The scrub method will return a new string associated with the encoding but with all of the invalid bytes replaced by a replacement character, the diamond question mark thing.

What if we do know the encoding of the source string? Actually the example above is using a string that’s encoding using Shift JIS. Let’s say we know the encoding, and we want to display the string on a webpage. In that case we tag the string by using force_encoding, and transcode to UTF-8:

>> x = "Hello \x93\xfa\x96\x7b"
>> x.force_encoding "Shift_JIS"
=> "Hello \x{93FA}\x{967B}"
>> x.valid_encoding?
=> true
>> x.encode "UTF-8" # display as UTF-8
=> "Hello 日本"

The most important thing to think about when dealing with encoding issues is “where did this data come from?” and “what will we do with this data?” Answering those two questions will drive all decisions about which encoding to use with which string.

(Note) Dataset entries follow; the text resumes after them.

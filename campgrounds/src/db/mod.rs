// III-IV
// Copyright 2023 Julio Merino
//
// Licensed under the Apache License, Version 2.0 (the "License"); you may not
// use this file except in compliance with the License.  You may obtain a copy
// of the License at:
//
//     http://www.apache.org/licenses/LICENSE-2.0
//
// Unless required by applicable law or agreed to in writing, software
// distributed under the License is distributed on an "AS IS" BASIS, WITHOUT
// WARRANTIES OR CONDITIONS OF ANY KIND, either express or implied.  See the
// License for the specific language governing permissions and limitations
// under the License.

//! Database abstraction in terms of the operations needed by the server.

use crate::model::*;
use campgrounds_core::db::sqlite::{self, map_sqlx_error};
use campgrounds_core::db::{DbError, DbResult, Executor};
use futures::TryStreamExt;
use sqlx::Row;
use sqlx::sqlite::SqliteRow;


/// Initializes the database schema.
pub(crate) async fn init_schema(ex: &mut Executor) -> DbResult<()> {
    match ex {
        Executor::Sqlite(ex) => sqlite::run_schema(ex, include_str!("sqlite.sql")).await,
    }
}

impl TryFrom<SqliteRow> for Campground {
    type Error = DbError;

    fn try_from(row: SqliteRow) -> DbResult<Self> {
        let id: String = row.try_get("id").map_err(map_sqlx_error)?;
        let title: String = row.try_get("title").map_err(map_sqlx_error)?;
        let location: String = row.try_get("location").map_err(map_sqlx_error)?;
        let price: f64 = row.try_get("price").map_err(map_sqlx_error)?;
        let description: String = row.try_get("description").map_err(map_sqlx_error)?;
        let image: String = row.try_get("image").map_err(map_sqlx_error)?;

        let data = CampgroundData::new(title, location, Price::new(price)?, description, image);
        Ok(Campground::new(CampgroundId::parse(&id)?, data))
    }
}

impl TryFrom<SqliteRow> for Review {
    type Error = DbError;

    fn try_from(row: SqliteRow) -> DbResult<Self> {
        let id: String = row.try_get("id").map_err(map_sqlx_error)?;
        let body: String = row.try_get("body").map_err(map_sqlx_error)?;
        let rating: i64 = row.try_get("rating").map_err(map_sqlx_error)?;

        Ok(Review::new(ReviewId::parse(&id)?, ReviewData::new(body, Rating::new(rating)?)))
    }
}

/// Checks that a statement that should have modified exactly one row did so.
fn expect_one_row(rows_affected: u64, what: &str) -> DbResult<()> {
    match rows_affected {
        0 => Err(DbError::NotFound),
        1 => Ok(()),
        _ => Err(DbError::BackendError(format!("{} affected more than one row", what))),
    }
}

/// Creates a new campground with the given `data` and returns it with its assigned identifier.
pub(crate) async fn create_campground(
    ex: &mut Executor,
    data: CampgroundData,
) -> DbResult<Campground> {
    let id = CampgroundId::new_random();

    let rows_affected = match ex {
        Executor::Sqlite(ex) => {
            let query_str = "
                INSERT INTO campgrounds (id, title, location, price, description, image)
                VALUES (?, ?, ?, ?, ?, ?)";
            let done = sqlx::query(query_str)
                .bind(id.to_string())
                .bind(data.title())
                .bind(data.location())
                .bind(data.price().as_f64())
                .bind(data.description())
                .bind(data.image())
                .execute(ex.conn())
                .await
                .map_err(map_sqlx_error)?;
            done.rows_affected()
        }
    };

    if rows_affected != 1 {
        return Err(DbError::BackendError("Insertion affected more than one row".to_owned()));
    }
    Ok(Campground::new(id, data))
}

/// Gets the campground identified by `id`.
pub(crate) async fn get_campground(ex: &mut Executor, id: CampgroundId) -> DbResult<Campground> {
    match ex {
        Executor::Sqlite(ex) => {
            let query_str = "SELECT * FROM campgrounds WHERE id = ?";
            let raw_campground = sqlx::query(query_str)
                .bind(id.to_string())
                .fetch_one(ex.conn())
                .await
                .map_err(map_sqlx_error)?;
            Campground::try_from(raw_campground)
        }
    }
}

/// Gets all campgrounds in creation order.
pub(crate) async fn get_campgrounds(ex: &mut Executor) -> DbResult<Vec<Campground>> {
    match ex {
        Executor::Sqlite(ex) => {
            let query_str = "SELECT * FROM campgrounds ORDER BY rowid";
            let mut rows = sqlx::query(query_str).fetch(ex.conn());

            let mut campgrounds = vec![];
            while let Some(row) = rows.try_next().await.map_err(map_sqlx_error)? {
                campgrounds.push(Campground::try_from(row)?);
            }
            Ok(campgrounds)
        }
    }
}

/// Gets the reviews attached to the campground `id`, in the order in which they were attached.
///
/// References to reviews that do not exist any longer are skipped.
pub(crate) async fn get_campground_reviews(
    ex: &mut Executor,
    id: CampgroundId,
) -> DbResult<Vec<Review>> {
    match ex {
        Executor::Sqlite(ex) => {
            let query_str = "
                SELECT reviews.*
                FROM campground_reviews
                    JOIN reviews ON campground_reviews.review_id = reviews.id
                WHERE campground_reviews.campground_id = ?
                ORDER BY campground_reviews.rowid";
            let mut rows = sqlx::query(query_str).bind(id.to_string()).fetch(ex.conn());

            let mut reviews = vec![];
            while let Some(row) = rows.try_next().await.map_err(map_sqlx_error)? {
                reviews.push(Review::try_from(row)?);
            }
            Ok(reviews)
        }
    }
}

/// Replaces all fields of the existing campground `id` with `data`.
pub(crate) async fn update_campground(
    ex: &mut Executor,
    id: CampgroundId,
    data: CampgroundData,
) -> DbResult<Campground> {
    let rows_affected = match ex {
        Executor::Sqlite(ex) => {
            let query_str = "
                UPDATE campgrounds
                SET title = ?, location = ?, price = ?, description = ?, image = ?
                WHERE id = ?";
            let done = sqlx::query(query_str)
                .bind(data.title())
                .bind(data.location())
                .bind(data.price().as_f64())
                .bind(data.description())
                .bind(data.image())
                .bind(id.to_string())
                .execute(ex.conn())
                .await
                .map_err(map_sqlx_error)?;
            done.rows_affected()
        }
    };

    expect_one_row(rows_affected, "Update")?;
    Ok(Campground::new(id, data))
}

/// Deletes the campground `id` and its list of review references.
///
/// The referenced reviews are left untouched.  This issues more than one statement so callers
/// should run it inside a transaction.
pub(crate) async fn delete_campground(ex: &mut Executor, id: CampgroundId) -> DbResult<()> {
    let rows_affected = match ex {
        Executor::Sqlite(ex) => {
            let query_str = "DELETE FROM campground_reviews WHERE campground_id = ?";
            sqlx::query(query_str)
                .bind(id.to_string())
                .execute(ex.conn())
                .await
                .map_err(map_sqlx_error)?;

            let query_str = "DELETE FROM campgrounds WHERE id = ?";
            let done = sqlx::query(query_str)
                .bind(id.to_string())
                .execute(ex.conn())
                .await
                .map_err(map_sqlx_error)?;
            done.rows_affected()
        }
    };

    expect_one_row(rows_affected, "Deletion")
}

/// Creates a new review with the given `data` and returns it with its assigned identifier.
///
/// The new review is not attached to any campground.
pub(crate) async fn create_review(ex: &mut Executor, data: ReviewData) -> DbResult<Review> {
    let id = ReviewId::new_random();

    let rows_affected = match ex {
        Executor::Sqlite(ex) => {
            let query_str = "INSERT INTO reviews (id, body, rating) VALUES (?, ?, ?)";
            let done = sqlx::query(query_str)
                .bind(id.to_string())
                .bind(data.body())
                .bind(data.rating().as_i64())
                .execute(ex.conn())
                .await
                .map_err(map_sqlx_error)?;
            done.rows_affected()
        }
    };

    if rows_affected != 1 {
        return Err(DbError::BackendError("Insertion affected more than one row".to_owned()));
    }
    Ok(Review::new(id, data))
}

/// Gets the review identified by `id`.
pub(crate) async fn get_review(ex: &mut Executor, id: ReviewId) -> DbResult<Review> {
    match ex {
        Executor::Sqlite(ex) => {
            let query_str = "SELECT * FROM reviews WHERE id = ?";
            let raw_review = sqlx::query(query_str)
                .bind(id.to_string())
                .fetch_one(ex.conn())
                .await
                .map_err(map_sqlx_error)?;
            Review::try_from(raw_review)
        }
    }
}

/// Gets all reviews in creation order, including those not attached to any campground.
pub(crate) async fn get_reviews(ex: &mut Executor) -> DbResult<Vec<Review>> {
    match ex {
        Executor::Sqlite(ex) => {
            let query_str = "SELECT * FROM reviews ORDER BY rowid";
            let mut rows = sqlx::query(query_str).fetch(ex.conn());

            let mut reviews = vec![];
            while let Some(row) = rows.try_next().await.map_err(map_sqlx_error)? {
                reviews.push(Review::try_from(row)?);
            }
            Ok(reviews)
        }
    }
}

/// Deletes the review `id`.  References to it, if any, are not touched.
pub(crate) async fn delete_review(ex: &mut Executor, id: ReviewId) -> DbResult<()> {
    let rows_affected = match ex {
        Executor::Sqlite(ex) => {
            let query_str = "DELETE FROM reviews WHERE id = ?";
            let done = sqlx::query(query_str)
                .bind(id.to_string())
                .execute(ex.conn())
                .await
                .map_err(map_sqlx_error)?;
            done.rows_affected()
        }
    };

    expect_one_row(rows_affected, "Deletion")
}

/// Appends the review `review_id` to the list of reviews of the campground `campground_id`.
pub(crate) async fn attach_review(
    ex: &mut Executor,
    campground_id: CampgroundId,
    review_id: ReviewId,
) -> DbResult<()> {
    let rows_affected = match ex {
        Executor::Sqlite(ex) => {
            let query_str =
                "INSERT INTO campground_reviews (campground_id, review_id) VALUES (?, ?)";
            let done = sqlx::query(query_str)
                .bind(campground_id.to_string())
                .bind(review_id.to_string())
                .execute(ex.conn())
                .await
                .map_err(map_sqlx_error)?;
            done.rows_affected()
        }
    };

    if rows_affected != 1 {
        return Err(DbError::BackendError("Insertion affected more than one row".to_owned()));
    }
    Ok(())
}

/// Removes the review `review_id` from the list of reviews of the campground `campground_id`.
///
/// Fails with `NotFound` if the review was not in the list.
pub(crate) async fn detach_review(
    ex: &mut Executor,
    campground_id: CampgroundId,
    review_id: ReviewId,
) -> DbResult<()> {
    let rows_affected = match ex {
        Executor::Sqlite(ex) => {
            let query_str =
                "DELETE FROM campground_reviews WHERE campground_id = ? AND review_id = ?";
            let done = sqlx::query(query_str)
                .bind(campground_id.to_string())
                .bind(review_id.to_string())
                .execute(ex.conn())
                .await
                .map_err(map_sqlx_error)?;
            done.rows_affected()
        }
    };

    expect_one_row(rows_affected, "Detach")
}

/// Gets the identifier of the campground that references the review `review_id`.
///
/// Fails with `NotFound` if the review is not attached to any campground.
pub(crate) async fn get_review_owner(
    ex: &mut Executor,
    review_id: ReviewId,
) -> DbResult<CampgroundId> {
    match ex {
        Executor::Sqlite(ex) => {
            let query_str = "SELECT campground_id FROM campground_reviews WHERE review_id = ?";
            let row = sqlx::query(query_str)
                .bind(review_id.to_string())
                .fetch_one(ex.conn())
                .await
                .map_err(map_sqlx_error)?;
            let campground_id: String = row.try_get("campground_id").map_err(map_sqlx_error)?;
            Ok(CampgroundId::parse(&campground_id)?)
        }
    }
}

Encoding Depends on the Context

Before we look at some common errors and their remediation, let’s look at one more example of the encoding context dependency. In this example, we’ll use some user input as a cache key, but we’ll also display the user input on a webpage. We’re going to use our source data (the user input) in two places: as a cache key, and something to display on a web page.

Here’s the code:

require "digest/md5"
require "cgi"

# Make a checksum
def make_checksum string
  Digest::MD5.hexdigest string
end

# Not good HTML escaping (don't use this)
# Returns a string with UTF-8 compatible encoding for display on a webpage
def display_on_web string
  string.gsub(/>/, "&gt;")
end

# User input from an unknown source
x = "Hello \x93\xfa\x96\x7b"
p ENCODING: x.encoding
p VALID_ENCODING: x.valid_encoding?

p display_on_web x
p make_checksum x

If we run this code, we’ll get an exception:

$ ruby thing.rb
{:ENCODING=>#<Encoding:UTF-8>}
{:VALID_ENCODING=>false}
Traceback (most recent call last):
        2: from thing.rb:20:in `<main>'
        1: from thing.rb:12:in `display_on_web'
thing.rb:12:in `gsub': invalid byte sequence in UTF-8 (ArgumentError)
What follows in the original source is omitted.